In the first game of the 2021 season, he recorded his first career reception on August 7, 2021, against the Ottawa Redblacks on the last play of the game where he fell one yard short of a game-winning touchdown. He played in all 14 regular season games in 2021 where he had one defensive tackle, four special teams tackles, and four receptions for 45 yards. However, he was released on December 28, 2021.

===Saskatchewan Roughriders===
On January 7, 2022, it was announced that Tuck had signed with the Saskatchewan Roughriders. He played in 15 regular season games where he had four catches for 38 yards and three special teams tackles. He became a free agent upon the expiry of his contract on February 14, 2023.

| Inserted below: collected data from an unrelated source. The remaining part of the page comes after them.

//! The in-memory operation model.
//!
//! An [`ApiDefinition`] is what the [`DefinitionLoader`](crate::DefinitionLoader)
//! produces from a document and what the catalog is built from. Every type
//! here is immutable once built.

use http::Method;
use indexmap::IndexMap;
use serde::{Deserialize, Serialize};
use serde_json::Value;
use std::sync::Arc;

/// Where a parameter is read from.
#[derive(Debug, Clone, Copy, PartialEq, Eq, Hash, Serialize, Deserialize)]
#[serde(rename_all = "lowercase")]
pub enum ParameterLocation {
    /// A `{name}` segment of the path template.
    Path,
    /// A query string key.
    Query,
    /// A request header (matched case-insensitively).
    Header,
    /// The request body.
    Body,
}

impl ParameterLocation {
    /// Returns the location name used in violation pointers.
    #[must_use]
    pub const fn as_str(&self) -> &'static str {
        match self {
            Self::Path => "path",
            Self::Query => "query",
            Self::Header => "header",
            Self::Body => "body",
        }
    }
}

impl std::fmt::Display for ParameterLocation {
    fn fmt(&self, f: &mut std::fmt::Formatter<'_>) -> std::fmt::Result {
        f.write_str(self.as_str())
    }
}

/// A declared path, query or header parameter.
#[derive(Debug, Clone, PartialEq)]
pub struct ParameterSpec {
    /// Parameter name.
    pub name: String,
    /// Where it is read from.
    pub location: ParameterLocation,
    /// Whether it must be present. Path parameters are always required.
    pub required: bool,
    /// JSON schema for the coerced value.
    pub schema: Value,
}

impl ParameterSpec {
    /// Creates a parameter spec.
    #[must_use]
    pub fn new(name: impl Into<String>, location: ParameterLocation, schema: Value) -> Self {
        Self {
            name: name.into(),
            location,
            required: location == ParameterLocation::Path,
            schema,
        }
    }

    /// Marks the parameter as required.
    #[must_use]
    pub fn required(mut self) -> Self {
        self.required = true;
        self
    }
}

/// A declared JSON request body.
#[derive(Debug, Clone, PartialEq)]
pub struct BodySpec {
    /// Whether a body must be sent.
    pub required: bool,
    /// JSON schema for the body.
    pub schema: Value,
}

/// One scheme of a requirement set, with the scopes it must grant.
#[derive(Debug, Clone, PartialEq, Eq)]
pub struct SchemeRequirement {
    /// Name of a registered security scheme.
    pub scheme: String,
    /// Scopes the scheme must grant.
    pub scopes: Vec<String>,
}

/// One alternative way to satisfy an operation's security.
///
/// Every scheme must accept (AND). An empty set is satisfied by anyone,
/// which is how a document expresses optional authentication.
#[derive(Debug, Clone, Default, PartialEq, Eq)]
pub struct SecurityRequirementSet {
    /// Schemes that must all accept.
    pub schemes: Vec<SchemeRequirement>,
}

impl SecurityRequirementSet {
    /// Creates an empty set.
    #[must_use]
    pub fn new() -> Self {
        Self::default()
    }

    /// Adds a scheme with no scopes.
    #[must_use]
    pub fn scheme(self, scheme: impl Into<String>) -> Self {
        self.scheme_with_scopes(scheme, Vec::<String>::new())
    }

    /// Adds a scheme with required scopes.
    #[must_use]
    pub fn scheme_with_scopes<I, S>(mut self, scheme: impl Into<String>, scopes: I) -> Self
    where
        I: IntoIterator<Item = S>,
        S: Into<String>,
    {
        self.schemes.push(SchemeRequirement {
            scheme: scheme.into(),
            scopes: scopes.into_iter().map(Into::into).collect(),
        });
        self
    }

    /// Returns the scheme names in declaration order.
    pub fn scheme_names(&self) -> impl Iterator<Item = &str> {
        self.schemes.iter().map(|s| s.scheme.as_str())
    }
}

/// One declared API operation.
///
/// # Example
///
/// ```
/// use ruo_core::{OperationDescriptor, ParameterLocation, ParameterSpec};
/// use http::Method;
/// use serde_json::json;
///
/// let op = OperationDescriptor::builder("getUser")
///     .method(Method::GET)
///     .path("/users/{id}")
///     .parameter(ParameterSpec::new("id", ParameterLocation::Path, json!({"type": "string"})))
///     .response("200", json!({"type": "object"}))
///     .build();
///
/// assert_eq!(op.operation_id(), "getUser");
/// assert!(op.response_schema(200).is_some());
/// assert!(op.security().is_empty());
/// ```
#[derive(Debug, Clone)]
pub struct OperationDescriptor {
    operation_id: String,
    method: Method,
    path: String,
    summary: Option<String>,
    tags: Vec<String>,
    parameters: Vec<ParameterSpec>,
    body: Option<BodySpec>,
    responses: IndexMap<String, Option<Value>>,
    security: Vec<SecurityRequirementSet>,
}

impl OperationDescriptor {
    /// Creates a builder for an operation.
    #[must_use]
    pub fn builder(operation_id: impl Into<String>) -> OperationBuilder {
        OperationBuilder::new(operation_id)
    }

    /// Returns the operation key.
    #[must_use]
    pub fn operation_id(&self) -> &str {
        &self.operation_id
    }

    /// Returns the HTTP method.
    #[must_use]
    pub const fn method(&self) -> &Method {
        &self.method
    }

    /// Returns the path template.
    #[must_use]
    pub fn path(&self) -> &str {
        &self.path
    }

    /// Returns the summary, if declared.
    #[must_use]
    pub fn summary(&self) -> Option<&str> {
        self.summary.as_deref()
    }

    /// Returns the tags.
    #[must_use]
    pub fn tags(&self) -> &[String] {
        &self.tags
    }

    /// Returns the path, query and header parameters.
    #[must_use]
    pub fn parameters(&self) -> &[ParameterSpec] {
        &self.parameters
    }

    /// Returns the request body declaration.
    #[must_use]
    pub const fn body(&self) -> Option<&BodySpec> {
        self.body.as_ref()
    }

    /// Returns the declared responses keyed by status text.
    #[must_use]
    pub const fn responses(&self) -> &IndexMap<String, Option<Value>> {
        &self.responses
    }

    /// Returns the requirement sets; empty means no security.
    #[must_use]
    pub fn security(&self) -> &[SecurityRequirementSet] {
        &self.security
    }

    /// Returns the response schema for a status code.
    ///
    /// Looks up the exact code, then the `NXX` range, then `default`.
    #[must_use]
    pub fn response_schema(&self, status: u16) -> Option<&Value> {
        let exact = status.to_string();
        let range = format!("{}XX", status / 100);
        self.responses
            .get(&exact)
            .or_else(|| {
                self.responses
                    .iter()
                    .find(|(key, _)| key.eq_ignore_ascii_case(&range))
                    .map(|(_, schema)| schema)
            })
            .or_else(|| self.responses.get("default"))
            .and_then(Option::as_ref)
    }
}

/// Builder for [`OperationDescriptor`].
#[derive(Debug, Clone)]
pub struct OperationBuilder {
    inner: OperationDescriptor,
}

impl OperationBuilder {
    /// Creates a builder with `GET /` defaults.
    #[must_use]
    pub fn new(operation_id: impl Into<String>) -> Self {
        Self {
            inner: OperationDescriptor {
                operation_id: operation_id.into(),
                method: Method::GET,
                path: "/".to_string(),
                summary: None,
                tags: Vec::new(),
                parameters: Vec::new(),
                body: None,
                responses: IndexMap::new(),
                security: Vec::new(),
            },
        }
    }

    /// Sets the HTTP method.
    #[must_use]
    pub fn method(mut self, method: Method) -> Self {
        self.inner.method = method;
        self
    }

    /// Sets the path template.
    #[must_use]
    pub fn path(mut self, path: impl Into<String>) -> Self {
        self.inner.path = path.into();
        self
    }

    /// Sets the summary.
    #[must_use]
    pub fn summary(mut self, summary: impl Into<String>) -> Self {
        self.inner.summary = Some(summary.into());
        self
    }

    /// Adds a tag.
    #[must_use]
    pub fn tag(mut self, tag: impl Into<String>) -> Self {
        self.inner.tags.push(tag.into());
        self
    }

    /// Adds a path, query or header parameter.
    ///
    /// A later parameter with the same name and location replaces an
    /// earlier one, which is how operation parameters override path-level
    /// ones.
    #[must_use]
    pub fn parameter(mut self, parameter: ParameterSpec) -> Self {
        self.inner
            .parameters
            .retain(|p| !(p.name == parameter.name && p.location == parameter.location));
        self.inner.parameters.push(parameter);
        self
    }

    /// Declares a JSON request body.
    #[must_use]
    pub fn body(mut self, schema: Value, required: bool) -> Self {
        self.inner.body = Some(BodySpec { required, schema });
        self
    }

    /// Declares a response with a JSON schema.
    #[must_use]
    pub fn response(mut self, status: impl Into<String>, schema: Value) -> Self {
        self.inner.responses.insert(status.into(), Some(schema));
        self
    }

    /// Declares a response without a body schema.
    #[must_use]
    pub fn empty_response(mut self, status: impl Into<String>) -> Self {
        self.inner.responses.insert(status.into(), None);
        self
    }

    /// Adds an alternative requirement set.
    #[must_use]
    pub fn security(mut self, set: SecurityRequirementSet) -> Self {
        self.inner.security.push(set);
        self
    }

    /// Builds the descriptor.
    #[must_use]
    pub fn build(self) -> OperationDescriptor {
        self.inner
    }
}

/// A loaded API definition.
#[derive(Debug, Clone)]
pub struct ApiDefinition {
    title: String,
    version: String,
    operations: Vec<OperationDescriptor>,
    security_schemes: Vec<String>,
    document: Arc<Value>,
}

impl ApiDefinition {
    /// Creates a definition from already-built operations.
    ///
    /// `document` is what the documentation stage serves.
    #[must_use]
    pub fn new(
        title: impl Into<String>,
        version: impl Into<String>,
        operations: Vec<OperationDescriptor>,
        security_schemes: Vec<String>,
        document: Value,
    ) -> Self {
        Self {
            title: title.into(),
            version: version.into(),
            operations,
            security_schemes,
            document: Arc::new(document),
        }
    }

    /// Returns the API title.
    #[must_use]
    pub fn title(&self) -> &str {
        &self.title
    }

    /// Returns the API version string (`info.version`).
    #[must_use]
    pub fn version(&self) -> &str {
        &self.version
    }

    /// Returns the declared operations in document order.
    #[must_use]
    pub fn operations(&self) -> &[OperationDescriptor] {
        &self.operations
    }

    /// Returns the names of the declared security schemes.
    #[must_use]
    pub fn security_schemes(&self) -> &[String] {
        &self.security_schemes
    }

    /// Returns the original document.
    #[must_use]
    pub fn document(&self) -> &Arc<Value> {
        &self.document
    }

    /// Returns every scheme name referenced by any operation, deduplicated.
    #[must_use]
    pub fn referenced_schemes(&self) -> Vec<&str> {
        let mut names: Vec<&str> = Vec::new();
        for set in self.operations.iter().flat_map(OperationDescriptor::security) {
            for name in set.scheme_names() {
                if !names.contains(&name) {
                    names.push(name);
                }
            }
        }
        names
    }

    /// Consumes the definition, returning its operations.
    #[must_use]
    pub fn into_operations(self) -> Vec<OperationDescriptor> {
        self.operations
    }
}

===Montreal Alouettes (second stint)===
On February 14, 2023, it was announced that Tuck had signed with the Alouettes. He played in all 18 regular season games where he had nine receptions for 57 yards. He became a free agent upon the expiry of his contract on February 13, 2024.

===Hamilton Tiger-Cats===
On February 13, 2024, Tuck signed with the Hamilton Tiger-Cats. He played in all 18 regular season games where he had a career-high 14 catches for 121 yards along with 13 special teams tackles. His contract expired on February 11, 2025.

==Coaching career==
On March 18, 2025, it was announced that Tuck had joined the coaching staff for the Hamilton Tiger-Cats where he was named the team's running backs coach and assistant special teams coach.